When: 10.30am for 10.45am, October 1, 2025

WA’s health workforce have united to say “never again” to the ramping crisis that is occurring this year, and are putting forward a positive five-point plan to tackle the underlying causes of ramping.

Doctors, nurses and midwives, allied health professionals, health support staff and ambulance workers carried on under incredible pressure while they met the needs of patients – but they can’t have another winter like this one.

Now their voices need to be heard, as record ramping continues into spring.

Health workers and an unprecedented alliance of health unions who cover more than 90,000 health workers in Western Australia – the  Australian Medical Association, the Australian Nursing Federation, the Health Services Union and United Workers Union – are ready to work constructively with the Cook Labor Government to tackle ramping.

Health workers are united on the fixes needed, and they are putting forward positive, solutions-focused measures. The five-point plan endorsed by doctors, nurses and midwives, allied health professionals, health support staff and ambulance workers calls for:

  • 400 more aged-care beds

Move non-medical cases into the right care to free acute wards for those who need them most.

  • New Emergency Department diversions for better pathways for care

The best diversion is prevention, therefore it is essential to ensure immunisation remains a high priority in the community. Beyond that, expand public health options including access to primary care, Virtual Emergency Departments, sexual assault and domestic violence services, extended-care paramedics and acute mental health supports to keep people out of crowded emergency rooms.

  • Staff every bed

Safe health care requires enough staff to have every bed open, especially during winter peaks.

  • A 24/7 State needs 7-day hospitals

Operate services at full capacity across weekends to smooth Monday surges and ensure continuity of patient care.

  • One rulebook for a unified approach to health care

Set clear, system-wide protocols so patients get timely, consistent treatment everywhere.

See a full copy of The Five-Point Plan to Tackle Ramping and backgrounder HERE.

Kyle Hoath, President, Australian Medical Association (WA), says:

“We don’t want to be a broken record on ramping but neither do we want to keep breaking ramping records.

“As the peak body for WA’s doctors, the AMA (WA) is pleased to stand with our fellow health unions in advocating for this solutions-based approach, and call on the Government to work with us in achieving outcomes.

“For the sake of the WA community, and all healthcare workers, we need to reduce ramping drastically. We need to do it now.”

Romina Raschilla, Australian Nursing Federation WA State Secretary, says:

“Nurses and midwives across the health system have shown incredible resilience through one of the toughest winters on record.

“But the strain isn’t sustainable, both for health workers’ wellbeing and outcomes for the patients which they passionately care for.
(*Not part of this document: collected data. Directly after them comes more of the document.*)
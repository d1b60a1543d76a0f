//! Per-ticker indicator snapshot.

use chrono::{DateTime, Utc};
use rust_decimal::Decimal;
use serde::Serialize;

use crate::signal::Signal;

/// Latest indicator readings for one ticker in one polling cycle.
///
/// Values are rounded to two decimal places. `None` means there was not
/// enough history for a defined value.
#[derive(Debug, Clone, PartialEq, Serialize)]
pub struct Snapshot {
    pub symbol: String,
    pub last_close: Option<Decimal>,
    pub rsi: Option<Decimal>,
    pub ema_fast: Option<Decimal>,
    pub ema_slow: Option<Decimal>,
    pub signal: Signal,
    /// Number of bars the values were computed from
    pub bars: usize,
    /// Timestamp of the newest bar
    pub as_of: DateTime<Utc>,
}

/// Round to two decimal places. Non-finite values have no decimal form.
pub(crate) fn round2(value: f64) -> Option<Decimal> {
    if !value.is_finite() {
        return None;
    }
    Decimal::try_from(value).ok().map(|d| d.round_dp(2))
}

/// Format an optional value for tables, `-` when undefined.
pub fn format_value(value: Option<Decimal>) -> String {
    value
        .map(|v| format!("{:.2}", v))
        .unwrap_or_else(|| "-".to_string())
}

#[cfg(test)]
mod tests {
    use super::*;
    use rust_decimal_macros::dec;

    #[test]
    fn test_round2() {
        assert_eq!(round2(66.949_152_542), Some(dec!(66.95)));
        assert_eq!(round2(100.0), Some(dec!(100)));
        assert_eq!(round2(f64::NAN), None);
        assert_eq!(round2(f64::INFINITY), None);
    }

    #[test]
    fn test_format_value() {
        assert_eq!(format_value(Some(dec!(61.72))), "61.72");
        assert_eq!(format_value(Some(dec!(100))), "100.00");
        assert_eq!(format_value(None), "-");
    }
}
We need to ensure we have enough staff available and every bed open.

“Listening to its entire workforce, the WA Government needs to pull every lever it has available at its disposal to tackle the modern problems facing WA’s health and care system.”

Naomi McCrae, Health Services Union WA State Secretary, says:

“Hospitals depend so much on allied health staff in areas like pharmacy, pathology and radiology to keep patients moving through the health system, but most of these services are cut down on the weekend.

“This plan puts forward Western Australia’s need for a health system that funds crucial allied health services across seven days.

“This would not only keep patients moving through hospitals, it would help address the ‘Monday surge’ that can displace urgent services needed in serious cases.”

Carolyn Smith, United Workers Union WA State Secretary, says:

“Moving non-medical cases out of hospitals makes beds available for urgent medical cases and helps address ramping.

“This year a peak of more than 300 beds were occupied by non-medical cases, predominantly elderly people with no other bed to go to.

“Creating more aged care beds will be a massive pressure release on a hospital system that went too close to breaking this year.”